Depois de três dias inteiros na África do Sul ainda não tínhamos sentido diretamente o problema ou a questão racial. Observamos alguns pontos como o fato de nenhum gerente ou proprietário ser negro nos estabelecimentos que frequentamos e que a maioria dos funcionários que prestavam o atendimento eram negros. Isto também ocorre no Brasil, ressalvadas as devidas proporções, e talvez por isso não nos chocou tanto.
Fomos a museus com a temática do apartheid e ficamos tremendamente emocionados, como tratei no post sobre o centro da Cidade do Cabo.
Pois não é que em Franschhoek, a questão racial nos enfrentou destemidamente, como um murro na face, como um atropelo?

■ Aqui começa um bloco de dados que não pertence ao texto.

// ============================================================================
// IMAGE MAP – incremental, revertible per-pixel transform of a drawable
// ============================================================================
//
// Construction freezes the image's undo stack. Each `apply` restores (or
// captures) the "before" snapshot of the selection bounds, then schedules the
// transform chunk by chunk on the idle loop: snapshot chunk → shadow chunk →
// merged into the drawable through the selection. `commit` drains the pass
// and records one undo step; `abort` restores the snapshot. Both consume the
// map, and either one (or a depth-mismatch `clear`) thaws undo exactly once.

use std::cell::RefCell;
use std::rc::{Rc, Weak};

use crate::error::ImageMapError;
use crate::idle::{IdleHandle, IdleLoop};
use crate::image::{DrawableRef, SampledColor};
use crate::region::{PixelChunk, PixelChunkMut, PixelRegion, PixelRegionIterator, Rect, copy_region};
use crate::tiles::TileManager;
use crate::{log_info, log_warn};

/// Per-chunk pixel transform: read `src`, write `dst` (same size and depth).
pub type ChunkTransform = dyn Fn(&PixelChunk<'_>, &mut PixelChunkMut<'_>);

type FlushCallback = Rc<RefCell<Option<Box<dyn FnMut()>>>>;

/// An in-flight preview pass.
struct Pass {
    iter: PixelRegionIterator,
    /// Over the snapshot, origin (0, 0).
    src: PixelRegion,
    /// Over the shadow buffer, at the selection bounds.
    dst: PixelRegion,
    _idle: IdleHandle,
}

struct MapState {
    drawable: DrawableRef,
    interactive: bool,
    undo_tiles: Option<TileManager>,
    undo_offset: (u32, u32),
    transform: Option<Rc<ChunkTransform>>,
    pass: Option<Pass>,
    chunks_per_tick: usize,
    description: String,
    terminated: bool,
}

impl MapState {
    fn undo_bounds(&self) -> Option<Rect> {
        self.undo_tiles
            .as_ref()
            .map(|t| Rect::new(self.undo_offset.0, self.undo_offset.1, t.width(), t.height()))
    }

    /// Thaw undo on the owning image, once.
    fn terminate(&mut self) {
        self.pass = None;
        if self.terminated {
            return;
        }
        self.terminated = true;
        if let Some(image) = self.drawable.owner() {
            image.borrow_mut().undo_thaw();
        }
    }
}

pub struct ImageMap {
    state: Rc<RefCell<MapState>>,
    flush: FlushCallback,
    idle: IdleLoop,
}

impl std::fmt::Debug for ImageMap {
    fn fmt(&self, f: &mut std::fmt::Formatter<'_>) -> std::fmt::Result {
        let st = self.state.borrow();
        f.debug_struct("ImageMap")
            .field("drawable", &st.drawable.id())
            .field("interactive", &st.interactive)
            .field("undo_bounds", &st.undo_bounds())
            .field("busy", &st.pass.is_some())
            .finish()
    }
}

impl ImageMap {
    /// Bind a map to `drawable` and freeze its image's undo recording.
    pub fn new(drawable: DrawableRef, interactive: bool, idle: &IdleLoop) -> Result<Self, ImageMapError> {
        let image = drawable.image().ok_or(ImageMapError::ImageGone)?;
        image.borrow_mut().undo_freeze();
        log_info!("image map created on drawable {}", drawable.id());
        Ok(Self {
            state: Rc::new(RefCell::new(MapState {
                drawable,
                interactive,
                undo_tiles: None,
                undo_offset: (0, 0),
                transform: None,
                pass: None,
                chunks_per_tick: 1,
                description: "Image Map".to_string(),
                terminated: false,
            })),
            flush: Rc::new(RefCell::new(None)),
            idle: idle.clone(),
        })
    }

    // ---- configuration ------------------------------------------------------

    /// Chunks handled per idle tick (at least one).
    pub fn set_chunks_per_tick(&mut self, n: usize) {
        self.state.borrow_mut().chunks_per_tick = n.max(1);
    }

    /// Label of the undo step recorded on commit.
    pub fn set_description(&mut self, description: &str) {
        self.state.borrow_mut().description = description.to_string();
    }

    /// Called after every processed chunk of an interactive map.
    pub fn connect_flush(&mut self, callback: impl FnMut() + 'static) {
        *self.flush.borrow_mut() = Some(Box::new(callback));
    }

    pub fn drawable(&self) -> DrawableRef {
        self.state.borrow().drawable.clone()
    }

    pub fn is_interactive(&self) -> bool {
        self.state.borrow().interactive
    }

    /// Whether a preview pass still has chunks left.
    pub fn is_busy(&self) -> bool {
        self.state.borrow().pass.is_some()
    }

    /// Offset and size of the "before" snapshot, if one was taken.
    pub fn undo_bounds(&self) -> Option<Rect> {
        self.state.borrow().undo_bounds()
    }

    /// Copy of the "before" snapshot.
    pub fn undo_snapshot(&self) -> Option<TileManager> {
        self.state.borrow().undo_tiles.clone()
    }

    // ---- apply --------------------------------------------------------------

    /// Start a preview pass of `transform` over the current selection bounds.
    /// A pass already in flight is cancelled first. Does nothing when the
    /// drawable no longer resolves.
    pub fn apply<F>(&mut self, transform: F)
    where
        F: Fn(&PixelChunk<'_>, &mut PixelChunkMut<'_>) + 'static,
    {
        let mut st = self.state.borrow_mut();
        let st = &mut *st;
        st.pass = None;
        st.transform = Some(Rc::new(transform));

        let Some(image) = st.drawable.image() else { return };
        let id = st.drawable.id();
        let mut img = image.borrow_mut();
        let Some(bounds) = img.mask_bounds(id) else { return };
        let Some(d) = img.drawable_mut(id) else { return };
        let bpp = d.bpp();

        let snapshot_fits = st.undo_tiles.as_ref().is_some_and(|t| {
            st.undo_offset == (bounds.x, bounds.y)
                && t.width() == bounds.width
                && t.height() == bounds.height
                && t.bpp() == bpp
        });

        if snapshot_fits {
            // Same bounds as last time: put the untouched pixels back.
            if let Some(tiles) = st.undo_tiles.as_ref() {
                restore(tiles, bounds, d.tiles_mut());
            }
        } else {
            let mut tiles = TileManager::new(bounds.width, bounds.height, bpp);
            let src = PixelRegion::new(d.tiles(), bounds, false);
            let dst = PixelRegion::new(&tiles, tiles.bounds(), true);
            copy_region(d.tiles(), &src, &mut tiles, &dst);
            st.undo_tiles = Some(tiles);
            st.undo_offset = (bounds.x, bounds.y);
        }

        let Some(shadow) = img.shadow_for(id) else { return };
        let dst = PixelRegion::new(shadow, bounds, true);
        let src = PixelRegion {
            rect: Rect::new(0, 0, bounds.width, bounds.height),
            bpp,
            writable: false,
        };
        let iter = PixelRegionIterator::register(&[src, dst]);
        if iter.is_done() {
            return;
        }

        let weak: Weak<RefCell<MapState>> = Rc::downgrade(&self.state);
        let flush = Rc::clone(&self.flush);
        let handle = self.idle.add(move || {
            let Some(state) = weak.upgrade() else { return false };
            let n = state.borrow().chunks_per_tick;
            for _ in 0..n {
                if !process_chunk(&state, &flush) {
                    return false;
                }
            }
            true
        });
        st.pass = Some(Pass { iter, src, dst, _idle: handle });
    }

    // ---- termination --------------------------------------------------------

    /// Finish the pending pass synchronously, thaw undo and record one undo
    /// step holding the "before" pixels.
    pub fn commit(self) {
        self.drain();
        let mut st = self.state.borrow_mut();
        st.terminate();
        let Some(tiles) = st.undo_tiles.take() else { return };
        let Some(image) = st.drawable.image() else { return };
        let rect = Rect::new(st.undo_offset.0, st.undo_offset.1, tiles.width(), tiles.height());
        let mut img = image.borrow_mut();
        img.push_undo(st.drawable.id(), rect, tiles, &st.description);
        img.free_shadow();
        log_info!("image map committed '{}' over {:?}", st.description, rect);
    }

    /// Cancel the pending pass and restore the drawable from the snapshot.
    /// The map stays usable. If the drawable's depth changed since the
    /// snapshot was taken nothing is restored, undo is thawed and the map is
    /// disposed; the error reports both depths.
    pub fn clear(self) -> Result<ImageMap, ImageMapError> {
        self.restore_snapshot()?;
        Ok(self)
    }

    fn restore_snapshot(&self) -> Result<(), ImageMapError> {
        let mut st = self.state.borrow_mut();
        let st = &mut *st;
        st.pass = None;
        let Some(image) = st.drawable.image() else { return Ok(()) };
        let Some(tiles) = st.undo_tiles.take() else { return Ok(()) };
        let id = st.drawable.id();
        let mut img = image.borrow_mut();
        let Some(d) = img.drawable_mut(id) else { return Ok(()) };

        if d.bpp() != tiles.bpp() {
            let err = ImageMapError::DepthMismatch { snapshot: tiles.bpp(), drawable: d.bpp() };
            img.message("image depth change, unable to restore original image");
            img.free_shadow();
            drop(img);
            st.terminate();
            return Err(err);
        }

        let bounds = Rect::new(st.undo_offset.0, st.undo_offset.1, tiles.width(), tiles.height());
        restore(&tiles, bounds, d.tiles_mut());
        img.update(id, bounds);
        Ok(())
    }

    /// `clear`, then thaw undo and dispose.
    pub fn abort(self) {
        match self.clear() {
            Ok(map) => {
                map.state.borrow_mut().terminate();
                if let Some(image) = map.drawable().image() {
                    image.borrow_mut().free_shadow();
                }
                log_info!("image map aborted");
            }
            Err(_) => {
                log_warn!("image map abort: disposed without restoring");
            }
        }
    }

    /// Run every remaining chunk of the pending pass now.
    fn drain(&self) {
        while process_chunk(&self.state, &self.flush) {}
    }

    // ---- colour sampling ------------------------------------------------------

    /// Colour at drawable pixel `(x, y)`. Inside the snapshot this is the
    /// pre-preview pixel, elsewhere the live one.
    pub fn get_color_at(&self, x: u32, y: u32) -> Option<SampledColor> {
        let st = self.state.borrow();
        let image = st.drawable.image()?;
        let img = image.try_borrow().ok()?;
        let id = st.drawable.id();
        let d = img.drawable(id)?;
        if x >= d.width() || y >= d.height() {
            return None;
        }
        if let (Some(tiles), Some(bounds)) = (st.undo_tiles.as_ref(), st.undo_bounds())
            && bounds.contains(x, y)
            && tiles.bpp() == d.bpp()
        {
            let px = tiles.read_pixel(x - bounds.x, y - bounds.y)?;
            return Some(img.convert_color(d.kind(), px));
        }
        img.get_color_at(id, x, y)
    }
}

Vidiadhar Naipaul tinha alertado para a quase impossibilidade de não ser atingido pelo racismo, ao conhecer a África do Sul.
“Quando comecei este livro, eu pretendia ficar longe de questões políticas e raciais, olhar abaixo desses temas e enxergar o âmago da crença africana. Mas, um pouco como Fatima em busca de sua identidade, eu me senti encurralado na África do Sul, e vi que aqui era tudo e um pouco mais; que a raça mergulha tão fundo quanto a religião em outros lugares.” V.S. Naipaul, A Máscara da África.
Como tinha dito no post anterior, no segundo dia de visitas a vinícolas, nosso motorista designou a mãe nos pegar na wine tasting da Dieu Donné.
Os poucos minutos que ficamos com a mãe dele, simpática senhora de mais de 70 anos, transcorreram em uma conversa engraçada e dinâmica.
Como tinha dito no post anterior, no segundo dia de visitas a vinícolas, nosso motorista designou a mãe nos pegar na wine tasting da Dieu Donné.
Os poucos minutos que ficamos com a mãe dele, simpática senhora de mais de 70 anos, transcorreram em uma conversa engraçada e dinâmica.
Ela nos contou que falava mais de três das línguas oficiais da África do Sul: Inglês, Africâner e Xhosa. Fiquei surpresa, já que a senhora era de origem claramente européia, muito branca, e confirmei com ela que Xhosa era a língua originária de Nelson Mandela.
Ao chegar na vinícola La Petite Fermé, fomos atendidas por uma simpática garçonete que nos atendeu e se esforçou em entender meu inglês claudicante. Até que um de nós (acho que fui eu, em mais uma oportunidade perdida de ficar calada) perguntou:
– Além do inglês você fala xhosa?
Prontamente e rispidamente, ela respondeu:
– Não. Não sou negra.
Imediatamente saiu, enfurecida. Não retornou senão com a expressão fechada, constrita. Pensei em pedir desculpas, mas desculpa de quê?
Aqui no Brasil, ela poderia ser chamada de negra ou afro-descendente, sem nenhuma dúvida. Talvez o tom de pele não fosse igual ao de outras pessoas que vimos. Talvez fosse mais próximo ao meu tom de pele, uma mulata, uma morena escura, enfim… E mais sério ainda, somente os negros falariam xhosa? Que negros?
Percebi que estávamos em um problema real, onde as questões raciais ainda estão muito afloradas, em que o chamado “orgulho negro”, tratado em alguns livros como o “Beethoven era 1/16 negro”, estava mais para um embuste.
E que a língua, expressão viva da sociedade, apenas refletia de forma mais pungente as dificuldades de se lidar com um sentimento de inferioridade, fomentado como teoria por tantos anos, em um regime racista e, acima de tudo, psicologicamente opressor.
“num país que, por si só, era uma Torre de Babel: onze línguas oficiais, depois da mudança de regime.”
Nadine Gordimer, Beethoven era 1/16 negro.
Hoje, com Nelson Madela em estado de saúde delicado, espero sinceramente que os africanos consigam superar esta ferida aberta que o regime do Apartheid infligiu. E que eu ainda retorne a Franschhoek para aprender xhosa com alguma morena, negra ou mulata, assim bem orgulhosa como eu.